Geophysical surveying of slopes affected by debris flows: the case of S. Felicea Cancello (Caserta, Southern Italy)
V. Chiessi,M. D'Orefice,S. Superbo
Annals of Geophysics , 2003, DOI: 10.4401/ag-3473
Abstract: This paper contains the results of a series of geophysical investigations carried out on the largest debris flow to have taken place in Tavernole, S. Felice a Cancello (Caserta, Southern Italy). The landslide occurred in concurrence with other catastrophic events in the Sarno Mountains in May 1998. This research project is part of a series of geological, geomorphological and geotechnical studies whose purpose is to improve the knowledge of this type of phenomenon. The project also tested and compared various survey methods in the sample area of S. Felice a Cancello. Geophysical surveying allowed us to collect information regarding the physical features and thickness of the materials affected by landslide phenomena and to verify the applicability and effectiveness of the various indirect surveying methods adopted.

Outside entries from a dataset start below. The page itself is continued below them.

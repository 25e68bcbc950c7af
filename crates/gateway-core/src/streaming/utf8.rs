//! Incremental UTF-8 decoding across read boundaries

/// Carries incomplete UTF-8 sequences from one read to the next
///
/// Invalid sequences in the middle of the input become U+FFFD; a sequence cut
/// off at the end of a read is held back until the following read completes it.
#[derive(Debug, Default)]
pub struct Utf8Carry {
    pending: Vec<u8>,
}

impl Utf8Carry {
    pub fn new() -> Self {
        Self::default()
    }

    /// Decode the next read, returning all text that is complete so far
    pub fn decode(&mut self, bytes: &[u8]) -> String {
        let input = if self.pending.is_empty() {
            bytes.to_vec()
        } else {
            let mut combined = std::mem::take(&mut self.pending);
            combined.extend_from_slice(bytes);
            combined
        };

        let mut text = String::with_capacity(input.len());
        let mut rest = input.as_slice();
        loop {
            match std::str::from_utf8(rest) {
                Ok(valid) => {
                    text.push_str(valid);
                    break;
                }
                Err(e) => {
                    let (valid, after) = rest.split_at(e.valid_up_to());
                    text.push_str(&String::from_utf8_lossy(valid));
                    match e.error_len() {
                        Some(len) => {
                            tracing::warn!(invalid_bytes = len, "invalid UTF-8 in stream");
                            text.push(char::REPLACEMENT_CHARACTER);
                            rest = &after[len..];
                        }
                        None => {
                            self.pending = after.to_vec();
                            break;
                        }
                    }
                }
            }
        }
        text
    }

    /// Flush bytes still held back once the input has ended
    pub fn finish(&mut self) -> Option<String> {
        if self.pending.is_empty() {
            return None;
        }
        let pending = std::mem::take(&mut self.pending);
        Some(String::from_utf8_lossy(&pending).into_owned())
    }

    pub fn pending_len(&self) -> usize {
        self.pending.len()
    }
}

#[cfg(test)]
mod tests {
    use super::*;

    #[test]
    fn test_plain_ascii() {
        let mut carry = Utf8Carry::new();
        assert_eq!(carry.decode(b"hello"), "hello");
        assert_eq!(carry.pending_len(), 0);
    }

    #[test]
    fn test_split_multibyte_char() {
        let bytes = "日本".as_bytes();
        let mut carry = Utf8Carry::new();

        assert_eq!(carry.decode(&bytes[..1]), "");
        assert_eq!(carry.pending_len(), 1);
        assert_eq!(carry.decode(&bytes[1..4]), "日");
        assert_eq!(carry.decode(&bytes[4..]), "本");
        assert!(carry.finish().is_none());
    }

    #[test]
    fn test_emoji_split_into_single_bytes() {
        let bytes = "a🦀b".as_bytes();
        let mut carry = Utf8Carry::new();
        let text: String = bytes.iter().map(|b| carry.decode(&[*b])).collect();
        assert_eq!(text, "a🦀b");
    }

    #[test]
    fn test_invalid_byte_replaced() {
        let mut carry = Utf8Carry::new();
        assert_eq!(carry.decode(b"ab\xffcd"), "ab\u{FFFD}cd");
    }

    #[test]
    fn test_truncated_tail_flushed_lossily() {
        let bytes = "é".as_bytes();
        let mut carry = Utf8Carry::new();
        assert_eq!(carry.decode(&bytes[..1]), "");
        assert_eq!(carry.finish().as_deref(), Some("\u{FFFD}"));
    }
}
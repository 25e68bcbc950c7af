//! `encrypt-credential` command
//!
//! Prints an encrypted credential reference for an admin to place in the
//! configuration store. The store itself is never written.

use anyhow::Context;
use gateway_core::credential::{CredentialKey, encrypt_credential};
use gateway_core::GatewayConfig;
use std::io::Read;

pub fn execute(config: &GatewayConfig, value: Option<String>, generate_key: bool) -> anyhow::Result<()> {
    if generate_key {
        println!("{}", CredentialKey::generate().to_base64());
        return Ok(());
    }

    let key = config.credential_key.as_ref().context(
        "No credential key configured; set GATEWAY_CREDENTIAL_KEY or credential_key in the config file",
    )?;
    let plaintext = match value {
        Some(value) => value,
        None => {
            let mut buffer = String::new();
            std::io::stdin()
                .read_to_string(&mut buffer)
                .context("Failed to read the API key from stdin")?;
            buffer
        }
    };

    println!("{}", seal(key, &plaintext)?);
    Ok(())
}

fn seal(key: &CredentialKey, plaintext: &str) -> anyhow::Result<String> {
    let plaintext = plaintext.trim();
    if plaintext.is_empty() {
        anyhow::bail!("Refusing to seal an empty API key");
    }
    encrypt_credential(key, plaintext).context("Failed to encrypt credential")
}

#[cfg(test)]
mod tests {
    use super::*;
    use gateway_core::credential::decrypt_credential;

    #[test]
    fn test_seal_trims_and_opens() {
        let key = CredentialKey::generate();
        let sealed = seal(&key, "  sk-live-123\n").unwrap();
        assert!(!sealed.contains("sk-live-123"));
        assert_eq!(decrypt_credential(&key, &sealed).unwrap(), "sk-live-123");
    }

    #[test]
    fn test_empty_key_is_refused() {
        let key = CredentialKey::generate();
        assert!(seal(&key, " \n").is_err());
    }
}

The preliminary results of the study enabled us to generate a series of suggestions which could prove useful in formulating the correct approach to this type of problem to be adopted in ordinary professional practice. These indications concerned the type of geophysical surveying to be conducted and, where applicable, the means of implementation. In general, seismic refraction was found to be the best technique for collecting information on the area studied.